Collected data:
:::
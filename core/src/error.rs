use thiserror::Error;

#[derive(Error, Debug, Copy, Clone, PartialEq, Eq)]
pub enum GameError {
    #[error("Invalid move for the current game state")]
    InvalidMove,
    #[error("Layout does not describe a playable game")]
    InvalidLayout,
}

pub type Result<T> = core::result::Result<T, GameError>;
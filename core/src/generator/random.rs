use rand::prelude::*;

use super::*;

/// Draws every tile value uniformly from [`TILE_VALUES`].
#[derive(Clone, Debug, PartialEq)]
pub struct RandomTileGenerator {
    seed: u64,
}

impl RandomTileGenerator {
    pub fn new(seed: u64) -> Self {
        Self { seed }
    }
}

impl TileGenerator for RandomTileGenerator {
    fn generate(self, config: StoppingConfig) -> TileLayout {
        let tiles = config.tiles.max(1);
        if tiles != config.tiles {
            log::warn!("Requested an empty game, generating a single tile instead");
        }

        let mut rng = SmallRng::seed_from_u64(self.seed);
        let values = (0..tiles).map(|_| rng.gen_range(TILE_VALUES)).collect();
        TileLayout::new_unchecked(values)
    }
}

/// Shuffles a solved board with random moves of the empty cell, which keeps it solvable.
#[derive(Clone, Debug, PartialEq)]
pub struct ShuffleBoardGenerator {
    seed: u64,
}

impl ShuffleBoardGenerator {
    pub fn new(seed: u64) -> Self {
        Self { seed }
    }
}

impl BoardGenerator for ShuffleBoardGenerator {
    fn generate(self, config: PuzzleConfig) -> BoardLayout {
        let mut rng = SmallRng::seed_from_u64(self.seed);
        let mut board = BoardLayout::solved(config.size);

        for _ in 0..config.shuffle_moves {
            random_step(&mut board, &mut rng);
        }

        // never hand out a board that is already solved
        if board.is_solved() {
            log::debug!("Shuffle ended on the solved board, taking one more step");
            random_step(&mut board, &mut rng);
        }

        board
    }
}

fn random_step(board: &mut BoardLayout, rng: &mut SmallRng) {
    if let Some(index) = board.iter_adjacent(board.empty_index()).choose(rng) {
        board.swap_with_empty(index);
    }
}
:::
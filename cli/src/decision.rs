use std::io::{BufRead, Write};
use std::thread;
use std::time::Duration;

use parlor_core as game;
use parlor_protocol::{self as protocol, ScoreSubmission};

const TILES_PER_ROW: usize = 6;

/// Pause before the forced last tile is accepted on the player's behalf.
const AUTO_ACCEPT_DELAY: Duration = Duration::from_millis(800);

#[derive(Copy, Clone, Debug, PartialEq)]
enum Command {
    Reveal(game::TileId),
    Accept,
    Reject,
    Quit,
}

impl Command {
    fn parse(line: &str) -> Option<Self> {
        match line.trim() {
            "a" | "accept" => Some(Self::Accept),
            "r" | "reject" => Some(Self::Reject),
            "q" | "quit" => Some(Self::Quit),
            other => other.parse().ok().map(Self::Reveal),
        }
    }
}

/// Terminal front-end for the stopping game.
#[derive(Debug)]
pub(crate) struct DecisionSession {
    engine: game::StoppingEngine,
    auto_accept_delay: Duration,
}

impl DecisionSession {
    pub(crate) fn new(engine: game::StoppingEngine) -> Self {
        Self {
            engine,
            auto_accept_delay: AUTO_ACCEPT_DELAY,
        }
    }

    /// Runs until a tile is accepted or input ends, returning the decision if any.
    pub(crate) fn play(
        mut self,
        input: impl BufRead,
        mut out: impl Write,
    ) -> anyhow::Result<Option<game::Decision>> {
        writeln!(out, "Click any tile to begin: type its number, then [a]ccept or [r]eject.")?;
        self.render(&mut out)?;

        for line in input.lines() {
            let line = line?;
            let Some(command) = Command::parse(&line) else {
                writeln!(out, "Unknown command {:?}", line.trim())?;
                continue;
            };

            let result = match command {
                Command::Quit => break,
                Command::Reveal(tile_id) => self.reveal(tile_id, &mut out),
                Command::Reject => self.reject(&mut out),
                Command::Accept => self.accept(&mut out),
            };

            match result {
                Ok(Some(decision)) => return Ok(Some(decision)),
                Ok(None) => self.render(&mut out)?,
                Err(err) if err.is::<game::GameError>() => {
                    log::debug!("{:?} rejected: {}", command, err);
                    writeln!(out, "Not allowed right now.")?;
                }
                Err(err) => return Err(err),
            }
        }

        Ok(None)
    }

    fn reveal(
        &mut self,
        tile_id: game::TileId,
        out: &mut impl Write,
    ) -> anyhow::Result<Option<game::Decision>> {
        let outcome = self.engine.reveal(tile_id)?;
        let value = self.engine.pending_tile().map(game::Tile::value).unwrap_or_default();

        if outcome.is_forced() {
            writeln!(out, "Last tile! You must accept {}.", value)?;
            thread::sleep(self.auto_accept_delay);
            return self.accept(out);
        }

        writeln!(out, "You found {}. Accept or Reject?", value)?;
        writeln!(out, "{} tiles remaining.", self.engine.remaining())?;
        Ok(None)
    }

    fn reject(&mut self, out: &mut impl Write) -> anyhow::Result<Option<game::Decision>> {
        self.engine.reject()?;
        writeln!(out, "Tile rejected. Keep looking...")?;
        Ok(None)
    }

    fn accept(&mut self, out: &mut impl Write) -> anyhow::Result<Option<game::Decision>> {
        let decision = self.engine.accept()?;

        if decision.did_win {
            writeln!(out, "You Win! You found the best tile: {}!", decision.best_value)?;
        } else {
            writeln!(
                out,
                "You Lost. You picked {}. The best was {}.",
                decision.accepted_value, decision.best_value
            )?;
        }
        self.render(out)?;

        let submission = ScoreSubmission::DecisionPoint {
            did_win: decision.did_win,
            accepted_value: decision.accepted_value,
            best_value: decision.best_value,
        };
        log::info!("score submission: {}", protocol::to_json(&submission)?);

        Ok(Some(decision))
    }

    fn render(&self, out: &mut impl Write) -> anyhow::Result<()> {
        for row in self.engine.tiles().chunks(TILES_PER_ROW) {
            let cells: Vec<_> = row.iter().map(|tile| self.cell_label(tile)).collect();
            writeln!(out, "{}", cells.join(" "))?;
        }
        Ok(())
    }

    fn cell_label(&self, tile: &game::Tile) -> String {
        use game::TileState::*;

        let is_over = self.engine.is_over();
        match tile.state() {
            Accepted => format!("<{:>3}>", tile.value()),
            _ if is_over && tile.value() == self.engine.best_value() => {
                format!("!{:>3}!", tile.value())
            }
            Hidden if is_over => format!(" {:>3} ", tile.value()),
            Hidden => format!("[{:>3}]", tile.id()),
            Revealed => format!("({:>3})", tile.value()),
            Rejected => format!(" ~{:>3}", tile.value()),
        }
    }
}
:::
*Task goal:* All lines above containing the string "render" are to be collected.

*Task output:*
        self.render(&mut out)?;
                Ok(None) => self.render(&mut out)?,
        self.render(out)?;
    fn render(&self, out: &mut impl Write) -> anyhow::Result<()> {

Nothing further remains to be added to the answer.